The problem of resistance still existed as over time, HIV was able to find its way around one or more of the three regimens while the patient was taking it. Sometimes this was due to patients not taking the medicine as prescribed i.e. every day, but sometimes HIV was just sneaky enough to learn to survive With a mutation against a given drug.
So as HIV medicines were developed, it became important to look at the resistance profile of a drug and see which mutations were popping up with that drug and how often. The efficacy of the drug, meaning its ability to suppress viral load to undetectable levels, as well as the side effect profiles of the drug were also very important.
As I said in a previous post, the FDA wants drugs that are being developed for any disease state to be not just “me too” drugs, but a meaningful differentiation from current standard of care (SOC). We have been fortunate to see many drugs over the past decade that have very very low resistance profiles, but resistance still occurs, unfortunately.

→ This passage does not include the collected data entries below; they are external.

//! Canonical field roles and the alias table that maps header spellings onto them.

use std::{fmt, str::FromStr};

use anyhow::{Result, anyhow, ensure};
use heck::ToTitleCase;
use serde::{Deserialize, Serialize};

use crate::data::normalize_key;

#[derive(Debug, Clone, Copy, PartialEq, Eq, PartialOrd, Ord, Hash, Serialize, Deserialize)]
#[serde(rename_all = "snake_case")]
pub enum CanonicalField {
    Date,
    Quantity,
    Salesman,
    TripId,
    Area,
    Plant,
    Customer,
    Truck,
    Distance,
    AchievementPct,
    Status,
    Target,
    Schedule,
    ActualSupply,
}

#[derive(Debug, Clone, Copy, PartialEq, Eq)]
pub enum FieldKind {
    Date,
    Numeric,
    Percentage,
    Categorical,
}

impl CanonicalField {
    pub const COUNT: usize = 14;

    pub const ALL: [CanonicalField; CanonicalField::COUNT] = [
        CanonicalField::Date,
        CanonicalField::Quantity,
        CanonicalField::Salesman,
        CanonicalField::TripId,
        CanonicalField::Area,
        CanonicalField::Plant,
        CanonicalField::Customer,
        CanonicalField::Truck,
        CanonicalField::Distance,
        CanonicalField::AchievementPct,
        CanonicalField::Status,
        CanonicalField::Target,
        CanonicalField::Schedule,
        CanonicalField::ActualSupply,
    ];

    pub fn as_str(&self) -> &'static str {
        match self {
            CanonicalField::Date => "date",
            CanonicalField::Quantity => "quantity",
            CanonicalField::Salesman => "salesman",
            CanonicalField::TripId => "trip_id",
            CanonicalField::Area => "area",
            CanonicalField::Plant => "plant",
            CanonicalField::Customer => "customer",
            CanonicalField::Truck => "truck",
            CanonicalField::Distance => "distance",
            CanonicalField::AchievementPct => "achievement_pct",
            CanonicalField::Status => "status",
            CanonicalField::Target => "target",
            CanonicalField::Schedule => "schedule",
            CanonicalField::ActualSupply => "actual_supply",
        }
    }

    pub fn kind(&self) -> FieldKind {
        match self {
            CanonicalField::Date => FieldKind::Date,
            CanonicalField::Quantity
            | CanonicalField::Distance
            | CanonicalField::Target
            | CanonicalField::Schedule
            | CanonicalField::ActualSupply => FieldKind::Numeric,
            CanonicalField::AchievementPct => FieldKind::Percentage,
            CanonicalField::Salesman
            | CanonicalField::TripId
            | CanonicalField::Area
            | CanonicalField::Plant
            | CanonicalField::Customer
            | CanonicalField::Truck
            | CanonicalField::Status => FieldKind::Categorical,
        }
    }

    pub fn is_numeric(&self) -> bool {
        matches!(self.kind(), FieldKind::Numeric | FieldKind::Percentage)
    }

    /// Position in [`CanonicalField::ALL`], used as a dense row slot.
    pub fn index(self) -> usize {
        self as usize
    }

    /// Human label for tables and chart titles (`trip_id` -> `Trip Id`).
    pub fn label(&self) -> String {
        match self {
            CanonicalField::AchievementPct => "Achievement %".to_string(),
            other => other.as_str().to_title_case(),
        }
    }
}

impl fmt::Display for CanonicalField {
    fn fmt(&self, f: &mut fmt::Formatter<'_>) -> fmt::Result {
        f.write_str(self.as_str())
    }
}

impl FromStr for CanonicalField {
    type Err = anyhow::Error;

    fn from_str(value: &str) -> Result<Self> {
        let key = normalize_key(value);
        CanonicalField::ALL
            .into_iter()
            .find(|field| normalize_key(field.as_str()) == key)
            .ok_or_else(|| {
                anyhow!(
                    "Unknown field '{value}'. Expected one of: {}",
                    CanonicalField::ALL
                        .iter()
                        .map(|f| f.as_str())
                        .collect::<Vec<_>>()
                        .join(", ")
                )
            })
    }
}

#[derive(Debug, Clone, PartialEq, Eq, Serialize, Deserialize)]
pub struct AliasEntry {
    pub field: CanonicalField,
    pub candidates: Vec<String>,
}

impl AliasEntry {
    pub fn new<I, S>(field: CanonicalField, candidates: I) -> Self
    where
        I: IntoIterator<Item = S>,
        S: Into<String>,
    {
        Self {
            field,
            candidates: candidates.into_iter().map(Into::into).collect(),
        }
    }
}

/// Ordered candidate header spellings per field.
///
/// Entry order is resolution order: an earlier field gets first pick of the
/// headers when two fields could match the same one.
#[derive(Debug, Clone, PartialEq, Eq, Default, Serialize, Deserialize)]
#[serde(transparent)]
pub struct AliasTable {
    entries: Vec<AliasEntry>,
}

impl AliasTable {
    pub fn new(entries: Vec<AliasEntry>) -> Result<Self> {
        let table = Self { entries };
        table.validate()?;
        Ok(table)
    }

    pub fn validate(&self) -> Result<()> {
        for (idx, entry) in self.entries.iter().enumerate() {
            ensure!(
                !self.entries[..idx].iter().any(|e| e.field == entry.field),
                "Alias table lists field '{}' more than once",
                entry.field
            );
            ensure!(
                entry
                    .candidates
                    .iter()
                    .any(|candidate| !normalize_key(candidate).is_empty()),
                "Alias table entry for '{}' has no usable candidates",
                entry.field
            );
        }
        Ok(())
    }

    /// Spellings seen across the delivery, sales and supply dashboards.
    pub fn standard() -> Self {
        use CanonicalField::*;
        Self {
            entries: vec![
                AliasEntry::new(Date, ["date", "tanggal", "tgl", "delivery date", "tanggal kirim"]),
                AliasEntry::new(Quantity, ["qty", "quantity", "volume", "vol", "m3"]),
                AliasEntry::new(Salesman, ["salesman", "sales name", "nama sales", "sales"]),
                AliasEntry::new(TripId, ["trip id", "no trip", "trip no", "ritase", "trip"]),
                AliasEntry::new(Area, ["area", "region", "wilayah"]),
                AliasEntry::new(Plant, ["plant", "batching plant", "bp"]),
                AliasEntry::new(Customer, ["end customer", "customer", "pelanggan", "cust"]),
                AliasEntry::new(Truck, ["truck", "no truck", "nopol", "truck no", "vehicle"]),
                AliasEntry::new(Distance, ["distance", "jarak", "km"]),
                AliasEntry::new(
                    AchievementPct,
                    ["achievement %", "achievement", "ach", "pencapaian"],
                ),
                AliasEntry::new(Status, ["status", "delivery status"]),
                AliasEntry::new(Target, ["target", "target volume"]),
                AliasEntry::new(Schedule, ["schedule", "jadwal", "plan"]),
                AliasEntry::new(ActualSupply, ["actual supply", "actual", "realisasi", "supply"]),
            ],
        }
    }

    pub fn entries(&self) -> &[AliasEntry] {
        &self.entries
    }

    pub fn candidates(&self, field: CanonicalField) -> &[String] {
        self.entries
            .iter()
            .find(|entry| entry.field == field)
            .map(|entry| entry.candidates.as_slice())
            .unwrap_or_default()
    }

    pub fn fields(&self) -> impl Iterator<Item = CanonicalField> + '_ {
        self.entries.iter().map(|entry| entry.field)
    }

    /// Puts `candidates` ahead of the existing spellings for `field`.
    pub fn with_preferred<I, S>(mut self, field: CanonicalField, candidates: I) -> Self
    where
        I: IntoIterator<Item = S>,
        S: Into<String>,
    {
        let mut preferred: Vec<String> = candidates.into_iter().map(Into::into).collect();
        match self.entries.iter_mut().find(|entry| entry.field == field) {
            Some(entry) => {
                entry.candidates.retain(|existing| !preferred.contains(existing));
                preferred.append(&mut entry.candidates);
                entry.candidates = preferred;
            }
            None => self.entries.push(AliasEntry {
                field,
                candidates: preferred,
            }),
        }
        self
    }

    /// Drops `fields` from the table so they are never resolved.
    pub fn without(mut self, fields: &[CanonicalField]) -> Self {
        self.entries.retain(|entry| !fields.contains(&entry.field));
        self
    }
}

So this brings me back to my point, LL is an entry inhibitor. It stops HIV on the outside of a T cell and prevents it from entering the cell and starting its replication process. I don’t know what the inclusion and exclusion criteria for this inflammation trial will be, but I am going to assume that patients will be allowed to be on a regimen of their doctors’ choosing. It is also possible that CYDY chooses patient populations that don’t have high levels of resistance.

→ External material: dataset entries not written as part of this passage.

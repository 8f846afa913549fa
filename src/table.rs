//! Plain-text tables for the terminal.

use std::borrow::Cow;
use std::fmt::Write as _;

use crate::{
    aggregate::{ViewResult, ViewStatus},
    data::format_number,
    filter::FilteredTable,
    kpi::KpiPanel,
};

const BAR_WIDTH: usize = 24;

#[derive(Debug, Clone, Copy, PartialEq, Eq)]
pub enum Align {
    Left,
    Right,
}

/// Renders rows under a header; columns whose cells are all numeric are
/// right-aligned.
pub fn render_table(headers: &[String], rows: &[Vec<String>]) -> String {
    let aligns = (0..headers.len())
        .map(|idx| {
            let mut cells = rows
                .iter()
                .filter_map(|row| row.get(idx))
                .filter(|cell| !cell.is_empty())
                .peekable();
            if cells.peek().is_some() && cells.all(|cell| looks_numeric(cell)) {
                Align::Right
            } else {
                Align::Left
            }
        })
        .collect::<Vec<_>>();
    render_aligned(headers, rows, &aligns)
}

pub fn render_aligned(headers: &[String], rows: &[Vec<String>], aligns: &[Align]) -> String {
    let mut widths = headers
        .iter()
        .map(|h| display_width(h).max(1))
        .collect::<Vec<_>>();
    for row in rows {
        for (idx, cell) in row.iter().enumerate().take(widths.len()) {
            widths[idx] = widths[idx].max(display_width(&sanitize_cell(cell)));
        }
    }

    let mut output = String::new();
    let _ = writeln!(output, "{}", format_row(headers, &widths, aligns));
    let rule = widths.iter().map(|w| "-".repeat(*w)).collect::<Vec<_>>();
    let _ = writeln!(output, "{}", format_row(&rule, &widths, aligns));
    for row in rows {
        let _ = writeln!(output, "{}", format_row(row, &widths, aligns));
    }
    output
}

/// First `limit` filtered rows with their canonical columns.
pub fn render_preview(filtered: &FilteredTable<'_>, limit: usize) -> String {
    let fields = filtered.fields();
    let mut headers = vec!["line".to_string()];
    headers.extend(fields.iter().map(|field| field.as_str().to_string()));
    let rows = filtered
        .rows()
        .iter()
        .take(limit)
        .map(|row| {
            let mut cells = vec![row.line().to_string()];
            cells.extend(
                fields
                    .iter()
                    .map(|field| row.key(*field).unwrap_or_default()),
            );
            cells
        })
        .collect::<Vec<_>>();
    render_table(&headers, &rows)
}

pub fn render_kpis(panel: &KpiPanel) -> String {
    let rows = panel
        .entries()
        .into_iter()
        .map(|(label, value)| vec![label.to_string(), value.to_string()])
        .collect::<Vec<_>>();
    render_aligned(
        &["metric".to_string(), "value".to_string()],
        &rows,
        &[Align::Left, Align::Right],
    )
}

/// A view as a key/value table with a proportional bar per entry.
pub fn render_view(view: &ViewResult) -> String {
    let mut output = String::new();
    let _ = writeln!(output, "{} [{}]", view.label, view.name);
    match &view.status {
        ViewStatus::Disabled { missing } => {
            let names = missing
                .iter()
                .map(|field| field.as_str())
                .collect::<Vec<_>>()
                .join(", ");
            let _ = writeln!(output, "  (disabled: missing {names})");
        }
        ViewStatus::NoData => {
            let _ = writeln!(output, "  (no data for the current filters)");
        }
        ViewStatus::Ready => {
            let peak = view
                .entries
                .iter()
                .map(|entry| entry.value.abs())
                .fold(0.0_f64, f64::max);
            let key_header = view
                .group_by
                .map(|field| field.as_str().to_string())
                .unwrap_or_else(|| "key".to_string());
            let rows = view
                .entries
                .iter()
                .map(|entry| {
                    vec![
                        entry.key.clone(),
                        format_value(entry.value),
                        bar(entry.value, peak),
                    ]
                })
                .collect::<Vec<_>>();
            output.push_str(&render_aligned(
                &[key_header, view.op.to_string(), String::new()],
                &rows,
                &[Align::Left, Align::Right, Align::Left],
            ));
        }
    }
    output
}

fn format_value(value: f64) -> String {
    if value.fract() == 0.0 {
        format_number(value)
    } else {
        format!("{value:.2}")
    }
}

fn bar(value: f64, peak: f64) -> String {
    if peak <= 0.0 || value <= 0.0 {
        return String::new();
    }
    let len = ((value / peak) * BAR_WIDTH as f64).round() as usize;
    "#".repeat(len.max(1))
}

fn looks_numeric(value: &str) -> bool {
    value.trim().parse::<f64>().is_ok()
}

fn format_row(values: &[String], widths: &[usize], aligns: &[Align]) -> String {
    let cells = values
        .iter()
        .zip(widths)
        .enumerate()
        .map(|(idx, (value, width))| {
            let cell = sanitize_cell(value);
            let padding = width.saturating_sub(display_width(&cell));
            match aligns.get(idx).copied().unwrap_or(Align::Left) {
                Align::Left => format!("{cell}{}", " ".repeat(padding)),
                Align::Right => format!("{}{cell}", " ".repeat(padding)),
            }
        })
        .collect::<Vec<_>>();
    cells.join("  ").trim_end().to_string()
}

fn display_width(value: &str) -> usize {
    let mut width = 0usize;
    let mut chars = value.chars();
    while let Some(ch) = chars.next() {
        if ch == '\u{1b}' {
            for next in chars.by_ref() {
                if next == 'm' {
                    break;
                }
            }
        } else {
            width += 1;
        }
    }
    width
}

fn sanitize_cell(value: &str) -> Cow<'_, str> {
    if value.contains(['\n', '\r', '\t']) {
        Cow::Owned(value.replace(['\n', '\r', '\t'], " "))
    } else {
        Cow::Borrowed(value)
    }
}

#[cfg(test)]
mod tests {
    use super::*;
    use crate::{aggregate::ViewEntry, alias::CanonicalField};

    #[test]
    fn numeric_columns_are_right_aligned() {
        let out = render_table(
            &["area".into(), "qty".into()],
            &[
                vec!["North".into(), "5".into()],
                vec!["South".into(), "120".into()],
            ],
        );
        let lines = out.lines().collect::<Vec<_>>();
        assert_eq!(lines[0], "area   qty");
        assert_eq!(lines[1], "-----  ---");
        assert_eq!(lines[2], "North    5");
        assert_eq!(lines[3], "South  120");
    }

    #[test]
    fn embedded_newlines_are_flattened() {
        let out = render_table(&["note".into()], &[vec!["a\nb".into()]]);
        assert!(out.lines().any(|line| line == "a b"));
    }

    #[test]
    fn ready_view_draws_bars_relative_to_peak() {
        let view = ViewResult {
            name: "by_area".into(),
            label: "Total Quantity by Area".into(),
            op: "sum",
            group_by: Some(CanonicalField::Area),
            value_field: Some(CanonicalField::Quantity),
            status: ViewStatus::Ready,
            entries: vec![
                ViewEntry {
                    key: "North".into(),
                    value: 100.0,
                },
                ViewEntry {
                    key: "South".into(),
                    value: 0.0,
                },
            ],
        };
        let out = render_view(&view);
        assert!(out.starts_with("Total Quantity by Area [by_area]\n"));
        assert!(out.contains(&"#".repeat(BAR_WIDTH)));
        let south = out.lines().find(|line| line.starts_with("South")).unwrap();
        assert!(!south.contains('#'));
    }

    #[test]
    fn disabled_view_names_missing_fields() {
        let view = ViewResult {
            name: "trips".into(),
            label: "Distinct Trip Id by Truck".into(),
            op: "nunique",
            group_by: Some(CanonicalField::Truck),
            value_field: Some(CanonicalField::TripId),
            status: ViewStatus::Disabled {
                missing: vec![CanonicalField::TripId],
            },
            entries: Vec::new(),
        };
        assert!(render_view(&view).contains("(disabled: missing trip_id)"));
    }
}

So it will be very interesting to see if adding LL to standard of care decreases the number of mutations in the LL arm versus the compared arm (SOC alone). I think that the numbers of patients in this trial will be too small to be able to show LL‘s impact on resistance, but it will be interesting to see what mutations pop up and in which arm. I am alluding to the idea that LL Could potentially provide improved protection against further mutations developing vs SOC. I think a bigger trial will be needed to show this but it’s something interesting to look for.